■ WORK INSTRUCTION: What you return should be every record, retyped without a single change.

■ PROVIDED RECORDS:
# # # # #
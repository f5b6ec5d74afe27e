//! Declarative validators attached to writable facts.
//!
//! A limit pairs a check kind with a severity and a bound expression. Bounds
//! are full expressions over the graph, evaluated with the owning fact as
//! current; a bound that evaluates `Incomplete` cannot be checked and the
//! limit passes. Violations are data, never errors: they aggregate on `set`
//! and `save` instead of unwinding.

use std::cmp::Ordering;
use std::fmt;

use crate::error::FactGraphError;
use crate::expr::arith;
use crate::expr::Expr;
use crate::value::{cached_regex, Value};

// ──────────────────────────────────────────────
// Declarations
// ──────────────────────────────────────────────

#[derive(Debug, Clone, Copy, PartialEq, Eq)]
pub enum Severity {
    Error,
    Warning,
}

impl fmt::Display for Severity {
    fn fmt(&self, f: &mut fmt::Formatter<'_>) -> fmt::Result {
        f.write_str(match self {
            Severity::Error => "error",
            Severity::Warning => "warning",
        })
    }
}

/// The supported limit checks.
#[derive(Debug, Clone, Copy, PartialEq, Eq)]
pub enum LimitKind {
    /// Value within an inclusive lower bound (Int, Dollar, Rational, Day, Days).
    Min,
    /// Value within an inclusive upper bound.
    Max,
    /// String or collection length at least the bound.
    MinLength,
    /// String length at most the bound.
    MaxLength,
    /// Collection member count at most the bound.
    MaxCollectionSize,
    /// String matches the bound regex.
    Match,
}

impl LimitKind {
    pub fn name(self) -> &'static str {
        match self {
            LimitKind::Min => "Min",
            LimitKind::Max => "Max",
            LimitKind::MinLength => "MinLength",
            LimitKind::MaxLength => "MaxLength",
            LimitKind::MaxCollectionSize => "MaxCollectionSize",
            LimitKind::Match => "Match",
        }
    }
}

/// A declared limit on a writable fact.
#[derive(Debug, Clone, PartialEq)]
pub struct LimitSpec {
    pub kind: LimitKind,
    pub severity: Severity,
    pub bound: Expr,
}

impl LimitSpec {
    pub fn new(kind: LimitKind, severity: Severity, bound: Expr) -> LimitSpec {
        LimitSpec {
            kind,
            severity,
            bound,
        }
    }

    /// Error-severity limit with a constant bound, the common declaration.
    pub fn errored(kind: LimitKind, bound: Value) -> LimitSpec {
        LimitSpec::new(kind, Severity::Error, Expr::Const(bound))
    }
}

/// One failed limit, reported from `set` and `save`.
#[derive(Debug, Clone, PartialEq, Eq)]
pub struct LimitViolation {
    pub path: String,
    pub limit: String,
    pub severity: Severity,
    /// Rendered actual value.
    pub actual: String,
    /// Rendered bound value.
    pub bound: String,
    pub message: String,
}

impl fmt::Display for LimitViolation {
    fn fmt(&self, f: &mut fmt::Formatter<'_>) -> fmt::Result {
        write!(f, "{} [{}] {}", self.path, self.limit, self.message)
    }
}

// ──────────────────────────────────────────────
// Checks
// ──────────────────────────────────────────────

/// Evaluate one check against a concrete value and bound. `Ok(true)` means
/// the limit holds. A bound/value pairing the kind does not support is a
/// dictionary bug.
pub fn check(kind: LimitKind, actual: &Value, bound: &Value) -> Result<bool, FactGraphError> {
    let unsupported = || {
        Err(FactGraphError::dictionary(format!(
            "{} limit cannot compare {} against {}",
            kind.name(),
            actual.type_name(),
            bound.type_name()
        )))
    };
    match kind {
        LimitKind::Min | LimitKind::Max => match arith::compare(actual, bound) {
            Some(ord) => Ok(if kind == LimitKind::Min {
                ord != Ordering::Less
            } else {
                ord != Ordering::Greater
            }),
            None => unsupported(),
        },
        LimitKind::MinLength | LimitKind::MaxLength => {
            let len = match actual {
                Value::Str(s) => s.chars().count(),
                Value::Collection(c) if kind == LimitKind::MinLength => c.len(),
                _ => return unsupported(),
            };
            let bound = match bound {
                Value::Int(i) if *i >= 0 => *i as usize,
                _ => return unsupported(),
            };
            Ok(if kind == LimitKind::MinLength {
                len >= bound
            } else {
                len <= bound
            })
        }
        LimitKind::MaxCollectionSize => match (actual, bound) {
            (Value::Collection(c), Value::Int(max)) if *max >= 0 => Ok(c.len() <= *max as usize),
            _ => unsupported(),
        },
        LimitKind::Match => match (actual, bound) {
            (Value::Str(s), Value::Str(pattern)) => {
                let re = cached_regex(pattern)?;
                Ok(re.is_match(s))
            }
            _ => unsupported(),
        },
    }
}

/// Build the violation record for a failed check.
pub fn violation(
    path: &str,
    spec: &LimitSpec,
    actual: &Value,
    bound: &Value,
) -> LimitViolation {
    LimitViolation {
        path: path.to_string(),
        limit: spec.kind.name().to_string(),
        severity: spec.severity,
        actual: actual.to_string(),
        bound: bound.to_string(),
        message: format!(
            "{} violates {} {}",
            actual,
            spec.kind.name(),
            bound
        ),
    }
}

// ──────────────────────────────────────────────
// Tests
// ──────────────────────────────────────────────

#[cfg(test)]
mod tests {
    use super::*;
    use crate::value::{Collection, Day, Dollar};

    #[test]
    fn min_max_are_inclusive() {
        assert!(check(LimitKind::Min, &Value::Int(0), &Value::Int(0)).unwrap());
        assert!(!check(LimitKind::Min, &Value::Int(-1), &Value::Int(0)).unwrap());
        assert!(check(LimitKind::Max, &Value::Int(150), &Value::Int(150)).unwrap());
        assert!(!check(LimitKind::Max, &Value::Int(200), &Value::Int(150)).unwrap());
    }

    #[test]
    fn min_max_cover_ordered_types() {
        let d = |c| Value::Dollar(Dollar::from_cents(c));
        assert!(check(LimitKind::Max, &d(100), &d(200)).unwrap());
        let day = |s: &str| Value::Day(Day::parse(s).unwrap());
        assert!(check(LimitKind::Min, &day("2024-06-01"), &day("2024-01-01")).unwrap());
        // Int bound against Dollar actual promotes.
        assert!(check(LimitKind::Max, &d(15_000), &Value::Int(200)).unwrap());
    }

    #[test]
    fn length_checks() {
        assert!(check(LimitKind::MinLength, &Value::Str("ab".into()), &Value::Int(2)).unwrap());
        assert!(!check(LimitKind::MaxLength, &Value::Str("abc".into()), &Value::Int(2)).unwrap());
        let c = Value::Collection(Collection::from_members(vec!["a".into()]).unwrap());
        assert!(check(LimitKind::MinLength, &c, &Value::Int(1)).unwrap());
        assert!(check(LimitKind::MaxCollectionSize, &c, &Value::Int(3)).unwrap());
    }

    #[test]
    fn match_uses_regex() {
        let v = Value::Str("AB-12".into());
        assert!(check(LimitKind::Match, &v, &Value::Str(r"^[A-Z]{2}-\d{2}$".into())).unwrap());
        assert!(!check(LimitKind::Match, &v, &Value::Str(r"^\d+$".into())).unwrap());
    }

    #[test]
    fn unsupported_pairings_are_dictionary_bugs() {
        assert!(check(LimitKind::Min, &Value::Bool(true), &Value::Int(0)).is_err());
        assert!(check(LimitKind::Match, &Value::Int(1), &Value::Str(".*".into())).is_err());
    }
}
# # # # #
■ EXERCISE SOLUTION:
repository f5b6ec5d74afe27e
//! Declarative validators attached to writable facts.
//!
//! A limit pairs a check kind with a severity and a bound expression. Bounds
//! are full expressions over the graph, evaluated with the owning fact as
//! current; a bound that evaluates `Incomplete` cannot be checked and the
//! limit passes. Violations are data, never errors: they aggregate on `set`
//! and `save` instead of unwinding.

use std::cmp::Ordering;
use std::fmt;

use crate::error::FactGraphError;
use crate::expr::arith;
use crate::expr::Expr;
use crate::value::{cached_regex, Value};

// ──────────────────────────────────────────────
// Declarations
// ──────────────────────────────────────────────

#[derive(Debug, Clone, Copy, PartialEq, Eq)]
pub enum Severity {
    Error,
    Warning,
}

impl fmt::Display for Severity {
    fn fmt(&self, f: &mut fmt::Formatter<'_>) -> fmt::Result {
        f.write_str(match self {
            Severity::Error => "error",
            Severity::Warning => "warning",
        })
    }
}

/// The supported limit checks.
#[derive(Debug, Clone, Copy, PartialEq, Eq)]
pub enum LimitKind {
    /// Value within an inclusive lower bound (Int, Dollar, Rational, Day, Days).
    Min,
    /// Value within an inclusive upper bound.
    Max,
    /// String or collection length at least the bound.
    MinLength,
    /// String length at most the bound.
    MaxLength,
    /// Collection member count at most the bound.
    MaxCollectionSize,
    /// String matches the bound regex.
    Match,
}

impl LimitKind {
    pub fn name(self) -> &'static str {
        match self {
            LimitKind::Min => "Min",
            LimitKind::Max => "Max",
            LimitKind::MinLength => "MinLength",
            LimitKind::MaxLength => "MaxLength",
            LimitKind::MaxCollectionSize => "MaxCollectionSize",
            LimitKind::Match => "Match",
        }
    }
}

/// A declared limit on a writable fact.
#[derive(Debug, Clone, PartialEq)]
pub struct LimitSpec {
    pub kind: LimitKind,
    pub severity: Severity,
    pub bound: Expr,
}

impl LimitSpec {
    pub fn new(kind: LimitKind, severity: Severity, bound: Expr) -> LimitSpec {
        LimitSpec {
            kind,
            severity,
            bound,
        }
    }

    /// Error-severity limit with a constant bound, the common declaration.
    pub fn errored(kind: LimitKind, bound: Value) -> LimitSpec {
        LimitSpec::new(kind, Severity::Error, Expr::Const(bound))
    }
}

/// One failed limit, reported from `set` and `save`.
#[derive(Debug, Clone, PartialEq, Eq)]
pub struct LimitViolation {
    pub path: String,
    pub limit: String,
    pub severity: Severity,
    /// Rendered actual value.
    pub actual: String,
    /// Rendered bound value.
    pub bound: String,
    pub message: String,
}

impl fmt::Display for LimitViolation {
    fn fmt(&self, f: &mut fmt::Formatter<'_>) -> fmt::Result {
        write!(f, "{} [{}] {}", self.path, self.limit, self.message)
    }
}

// ──────────────────────────────────────────────
// Checks
// ──────────────────────────────────────────────

/// Evaluate one check against a concrete value and bound. `Ok(true)` means
/// the limit holds. A bound/value pairing the kind does not support is a
/// dictionary bug.
pub fn check(kind: LimitKind, actual: &Value, bound: &Value) -> Result<bool, FactGraphError> {
    let unsupported = || {
        Err(FactGraphError::dictionary(format!(
            "{} limit cannot compare {} against {}",
            kind.name(),
            actual.type_name(),
            bound.type_name()
        )))
    };
    match kind {
        LimitKind::Min | LimitKind::Max => match arith::compare(actual, bound) {
            Some(ord) => Ok(if kind == LimitKind::Min {
                ord != Ordering::Less
            } else {
                ord != Ordering::Greater
            }),
            None => unsupported(),
        },
        LimitKind::MinLength | LimitKind::MaxLength => {
            let len = match actual {
                Value::Str(s) => s.chars().count(),
                Value::Collection(c) if kind == LimitKind::MinLength => c.len(),
                _ => return unsupported(),
            };
            let bound = match bound {
                Value::Int(i) if *i >= 0 => *i as usize,
                _ => return unsupported(),
            };
            Ok(if kind == LimitKind::MinLength {
                len >= bound
            } else {
                len <= bound
            })
        }
        LimitKind::MaxCollectionSize => match (actual, bound) {
            (Value::Collection(c), Value::Int(max)) if *max >= 0 => Ok(c.len() <= *max as usize),
            _ => unsupported(),
        },
        LimitKind::Match => match (actual, bound) {
            (Value::Str(s), Value::Str(pattern)) => {
                let re = cached_regex(pattern)?;
                Ok(re.is_match(s))
            }
            _ => unsupported(),
        },
    }
}

/// Build the violation record for a failed check.
pub fn violation(
    path: &str,
    spec: &LimitSpec,
    actual: &Value,
    bound: &Value,
) -> LimitViolation {
    LimitViolation {
        path: path.to_string(),
        limit: spec.kind.name().to_string(),
        severity: spec.severity,
        actual: actual.to_string(),
        bound: bound.to_string(),
        message: format!(
            "{} violates {} {}",
            actual,
            spec.kind.name(),
            bound
        ),
    }
}

// ──────────────────────────────────────────────
// Tests
// ──────────────────────────────────────────────

#[cfg(test)]
mod tests {
    use super::*;
    use crate::value::{Collection, Day, Dollar};

    #[test]
    fn min_max_are_inclusive() {
        assert!(check(LimitKind::Min, &Value::Int(0), &Value::Int(0)).unwrap());
        assert!(!check(LimitKind::Min, &Value::Int(-1), &Value::Int(0)).unwrap());
        assert!(check(LimitKind::Max, &Value::Int(150), &Value::Int(150)).unwrap());
        assert!(!check(LimitKind::Max, &Value::Int(200), &Value::Int(150)).unwrap());
    }

    #[test]
    fn min_max_cover_ordered_types() {
        let d = |c| Value::Dollar(Dollar::from_cents(c));
        assert!(check(LimitKind::Max, &d(100), &d(200)).unwrap());
        let day = |s: &str| Value::Day(Day::parse(s).unwrap());
        assert!(check(LimitKind::Min, &day("2024-06-01"), &day("2024-01-01")).unwrap());
        // Int bound against Dollar actual promotes.
        assert!(check(LimitKind::Max, &d(15_000), &Value::Int(200)).unwrap());
    }

    #[test]
    fn length_checks() {
        assert!(check(LimitKind::MinLength, &Value::Str("ab".into()), &Value::Int(2)).unwrap());
        assert!(!check(LimitKind::MaxLength, &Value::Str("abc".into()), &Value::Int(2)).unwrap());
        let c = Value::Collection(Collection::from_members(vec!["a".into()]).unwrap());
        assert!(check(LimitKind::MinLength, &c, &Value::Int(1)).unwrap());
        assert!(check(LimitKind::MaxCollectionSize, &c, &Value::Int(3)).unwrap());
    }

    #[test]
    fn match_uses_regex() {
        let v = Value::Str("AB-12".into());
        assert!(check(LimitKind::Match, &v, &Value::Str(r"^[A-Z]{2}-\d{2}$".into())).unwrap());
        assert!(!check(LimitKind::Match, &v, &Value::Str(r"^\d+$".into())).unwrap());
    }

    #[test]
    fn unsupported_pairings_are_dictionary_bugs() {
        assert!(check(LimitKind::Min, &Value::Bool(true), &Value::Int(0)).is_err());
        assert!(check(LimitKind::Match, &Value::Int(1), &Value::Str(".*".into())).is_err());
    }
}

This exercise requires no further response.